Almost 95% of the frontend application was built by Amazon Q Developer. I have asked different questions and in most of the cases, Amazon Q was able to analyse the code and generate the code as per my requirements. This was a step by step process where I asked Amazon Q to generate specific functionality at a time.
Here are some work in progress "versions" of the application that was implemented and fine tuned step by step using Amazon Q.
Here are some examples for the questions I asked from Amazon Q and how it analysed and generated code.
Lessons learnt
Below are some of the lessons I learnt while I was working on this project, including some feedback on some of the services I used here.
Bedrock does not always return JSON. Within the prompt I used, I stated - "Produce output only in a minified JSON array with the keys word and description". However, once in a while, Bedrock returns data in different formats.
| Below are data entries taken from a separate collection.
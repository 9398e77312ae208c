use odm_object::{
    async_trait, FailureVisibility, Lifecycle, Model, ObjectConfig, ObjectContext, ObjectError,
    ObjectResult, Phase,
};
use odm_path::Location;
use odm_store::{InMemorySource, ObjectStore, RemoteStore, StaticStore, StoreError};
use parking_lot::Mutex;
use pretty_assertions::assert_eq;
use serde::{Deserialize, Serialize};
use serde_json::json;
use std::sync::Arc;
use std::time::Duration;

#[derive(Debug, Clone, PartialEq, Serialize, Deserialize)]
struct PageRecord {
    title: String,
    parent: Option<String>,
}

#[derive(Debug, Clone, Default)]
struct PageState {
    slug: String,
    parent_title: Option<String>,
}

struct Page;

#[async_trait]
impl Model for Page {
    const TYPE_NAME: &'static str = "Page";
    type Serialized = PageRecord;
    type Derived = PageState;

    fn init_sync(value: &PageRecord) -> PageState {
        PageState {
            slug: value.title.to_lowercase().replace(' ', "-"),
            parent_title: None,
        }
    }

    async fn init_async(
        value: &PageRecord,
        mut derived: PageState,
        context: &ObjectContext,
    ) -> ObjectResult<PageState> {
        if let Some(parent) = &value.parent {
            let parent = context.object::<Page>(parent).await?;
            parent.ready().await?;
            derived.parent_title = Some(parent.value().title.clone());
        }
        Ok(derived)
    }
}

#[derive(Debug, Clone, Serialize, Deserialize)]
struct Timed {
    label: String,
    delay_ms: u64,
    fail: bool,
}

struct Slow;

#[async_trait]
impl Model for Slow {
    const TYPE_NAME: &'static str = "Slow";
    type Serialized = Timed;
    type Derived = String;

    fn init_sync(value: &Timed) -> String {
        format!("sync:{}", value.label)
    }

    async fn init_async(value: &Timed, _derived: String, _context: &ObjectContext) -> ObjectResult<String> {
        tokio::time::sleep(Duration::from_millis(value.delay_ms)).await;
        if value.fail {
            return Err(ObjectError::init("boom"));
        }
        Ok(format!("async:{}", value.label))
    }
}

fn timed(label: &str, delay_ms: u64) -> Timed {
    Timed {
        label: label.into(),
        delay_ms,
        fail: false,
    }
}

fn site() -> ObjectStore {
    ObjectStore::new(StaticStore::new(json!({
        "site": {
            "pages": {
                "home": { "record": { "title": "Home", "parent": null } },
                "child": {
                    "record": { "title": "Child Page", "parent": "static#site.pages.home.record" }
                }
            }
        }
    })))
}

#[tokio::test(start_paused = true)]
async fn sync_phase_runs_during_construction() {
    let context = ObjectContext::new(site());
    let object = context.construct::<Slow>(timed("a", 50)).unwrap();

    assert_eq!(object.state().phase(), Phase::SyncInitDone);
    assert_eq!(*object.derived(), "sync:a");

    object.ready().await.unwrap();
    assert!(object.is_ready());
    assert_eq!(*object.derived(), "async:a");

    // Settled objects answer immediately
    object.ready().await.unwrap();
}

#[tokio::test(start_paused = true)]
async fn waiters_are_released_in_call_order() {
    let context = ObjectContext::new(site());
    let object = context.construct::<Slow>(timed("a", 30)).unwrap();
    let order = Arc::new(Mutex::new(Vec::new()));

    let mut handles = Vec::new();
    for i in 0..3 {
        let object = Arc::clone(&object);
        let order = Arc::clone(&order);
        handles.push(tokio::spawn(async move {
            object.ready().await.unwrap();
            order.lock().push(i);
        }));
        tokio::task::yield_now().await;
    }
    for handle in handles {
        handle.await.unwrap();
    }

    assert_eq!(*order.lock(), vec![0, 1, 2]);
}

#[tokio::test(start_paused = true)]
async fn failure_is_annotated_and_broadcast() {
    let context = ObjectContext::new(site());
    let mut failures = context.failures();

    let value = Timed {
        label: "bad".into(),
        delay_ms: 5,
        fail: true,
    };
    let object = context.construct::<Slow>(value).unwrap();

    let err = object.ready().await.unwrap_err();
    let ObjectError::Failed(shared) = &err else {
        panic!("expected shared failure, got {err:?}");
    };
    match shared.as_ref() {
        ObjectError::InitFailed { type_name, value, .. } => {
            assert_eq!(*type_name, "Slow");
            assert!(value.contains(r#""label":"bad""#));
        }
        other => panic!("expected annotated failure, got {other:?}"),
    }
    assert!(matches!(err.root_cause(), ObjectError::Init(msg) if msg == "boom"));
    assert!(matches!(object.state(), Lifecycle::Failed(_)));

    let broadcast = failures.recv().await.unwrap();
    assert!(Arc::ptr_eq(&broadcast, shared));

    // Later waiters see the same terminal failure
    assert!(object.ready().await.is_err());
}

#[tokio::test(start_paused = true)]
async fn silent_visibility_still_broadcasts() {
    let config = ObjectConfig::new().with_failure_visibility(FailureVisibility::Silent);
    let context = ObjectContext::with_config(site(), config);
    let mut failures = context.failures();

    let object = context
        .construct::<Slow>(Timed {
            label: "quiet".into(),
            delay_ms: 1,
            fail: true,
        })
        .unwrap();

    // Nobody awaits ready(); the failure still surfaces
    let failure = failures.recv().await.unwrap();
    assert!(failure.to_string().contains("Slow"));
    drop(object);
}

#[tokio::test]
async fn identical_values_share_one_instance() {
    let context = ObjectContext::new(site());

    let a = context.construct::<Slow>(timed("same", 0)).unwrap();
    let b = context.construct::<Slow>(timed("same", 0)).unwrap();
    let c = context.construct::<Slow>(timed("other", 0)).unwrap();

    assert!(Arc::ptr_eq(&a, &b));
    assert!(!Arc::ptr_eq(&a, &c));
    assert_eq!(context.live_objects(), 2);

    drop((a, b, c));
    assert_eq!(context.live_objects(), 0);
    context.prune();
}

#[tokio::test]
async fn nested_objects_resolve_through_the_store() {
    let context = ObjectContext::new(site());

    let child = context.object::<Page>("static#site.pages.child.record").await.unwrap();
    assert_eq!(child.derived().slug, "child-page");

    child.ready().await.unwrap();
    assert_eq!(child.derived().parent_title.as_deref(), Some("Home"));

    let home = context.object_sync::<Page>("static#site.pages.home.record").unwrap();
    home.ready().await.unwrap();
    assert_eq!(home.value().title, "Home");
}

#[tokio::test]
async fn options_wrap_every_child() {
    let context = ObjectContext::new(site());

    let pages = context.options_sync::<Page>("static#site.pages").unwrap();
    let keys: Vec<_> = pages.keys().cloned().collect();
    assert_eq!(
        keys,
        vec!["static#site.pages.home.record", "static#site.pages.child.record"]
    );

    let again = context.options::<Page>("static#site.pages").await.unwrap();
    assert!(Arc::ptr_eq(
        &pages["static#site.pages.home.record"],
        &again["static#site.pages.home.record"]
    ));
}

#[tokio::test(start_paused = true)]
async fn replace_discards_superseded_generation() {
    let context = ObjectContext::new(site());
    let object = context.construct::<Slow>(timed("a", 100)).unwrap();

    object.replace(timed("b", 10)).unwrap();
    assert_eq!(object.generation(), 1);
    assert_eq!(*object.derived(), "sync:b");

    object.ready().await.unwrap();
    assert_eq!(*object.derived(), "async:b");

    // The first generation settles later and must not overwrite
    tokio::time::sleep(Duration::from_millis(200)).await;
    assert_eq!(*object.derived(), "async:b");
    assert!(object.is_ready());
    assert_eq!(object.value().label, "b");
}

#[tokio::test(start_paused = true)]
async fn replace_moves_the_registered_identity() {
    let context = ObjectContext::new(site());
    let object = context.construct::<Slow>(timed("one", 0)).unwrap();
    object.replace(timed("two", 0)).unwrap();

    let two = context.construct::<Slow>(timed("two", 0)).unwrap();
    assert!(Arc::ptr_eq(&object, &two));

    let one = context.construct::<Slow>(timed("one", 0)).unwrap();
    assert!(!Arc::ptr_eq(&object, &one));
    assert_eq!(one.value().label, "one");
    assert_eq!(context.live_objects(), 2);
}

#[tokio::test(start_paused = true)]
async fn replace_onto_a_live_value_keeps_that_instance_registered() {
    let context = ObjectContext::new(site());
    let first = context.construct::<Slow>(timed("one", 0)).unwrap();
    let second = context.construct::<Slow>(timed("two", 0)).unwrap();
    first.replace(timed("two", 0)).unwrap();

    let two = context.construct::<Slow>(timed("two", 0)).unwrap();
    assert!(Arc::ptr_eq(&second, &two));

    let one = context.construct::<Slow>(timed("one", 0)).unwrap();
    assert!(!Arc::ptr_eq(&first, &one));
}

#[tokio::test]
async fn sync_resolution_of_remote_location_fails() {
    let source = Arc::new(InMemorySource::with_payload(json!({})));
    let context = ObjectContext::new(site().with_store(Arc::new(RemoteStore::page(source))));
    let err = context.object_sync::<Page>("page#site.pages.home.record").unwrap_err();
    assert!(matches!(err, ObjectError::Store(StoreError::UnsupportedLocation(Location::Page))));

    let err = context.object_sync::<Page>("document#site.pages.home.record").unwrap_err();
    assert!(matches!(err, ObjectError::Store(StoreError::UnsupportedLocation(Location::Document))));
}

#[test]
fn construction_requires_a_runtime() {
    let context = ObjectContext::new(site());
    let err = context.construct::<Slow>(timed("a", 0)).unwrap_err();
    assert!(matches!(err, ObjectError::NoRuntime));
}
This could have been more accurate if I add the beginning of the response in the prompt, so Bedrock can continue from there. However, this will increase the request token count for each API call. So, to avoid additional cost and also, the error rate is acceptable (since this is anyway a background job), I kept this prompt as it is.
Amazon Polly's StartSpeechSynthesisTask doesn't support S3 path. We can provide the OutputS3BucketName where the generated audio will be stored. However, we cannot specify a path to save the object. Instead, I have used the OutputS3KeyPrefix parameter to provide the path with the language code so, the audio is saved in
s3://bucket_name/language_code/file_name.mp3
However, one minor issue with that is, Polly always adds a dot (.) between the file name and the prefix. So, all the files generated in the sub path start with a dot.Cost of Polly. Polly has Generative and Neural text-to-speech engines apart from Standard. However, the cost of them is quite high compared to Standard. Also, those are available only for a limited number of languages. https://aws.amazon.com/polly/pricing/
Selecting random items from the DynamoDB table is hard. There is no straightforward way to achieve this. That's why I had to use a ExclusiveStartKey and fetch maximum 50 items and select one random item. This might introduce some duplications. That's the reason I had to use the GetUniqueResultsLambda which removes any duplicates from the map job.
I initially used direct integrations to start the Step Functions express workflow to generate questions directly from API Gateway. However, the VTL is complex to build specially to get the response in a specific format. So I stuck to the Lambda proxy option which was more simple.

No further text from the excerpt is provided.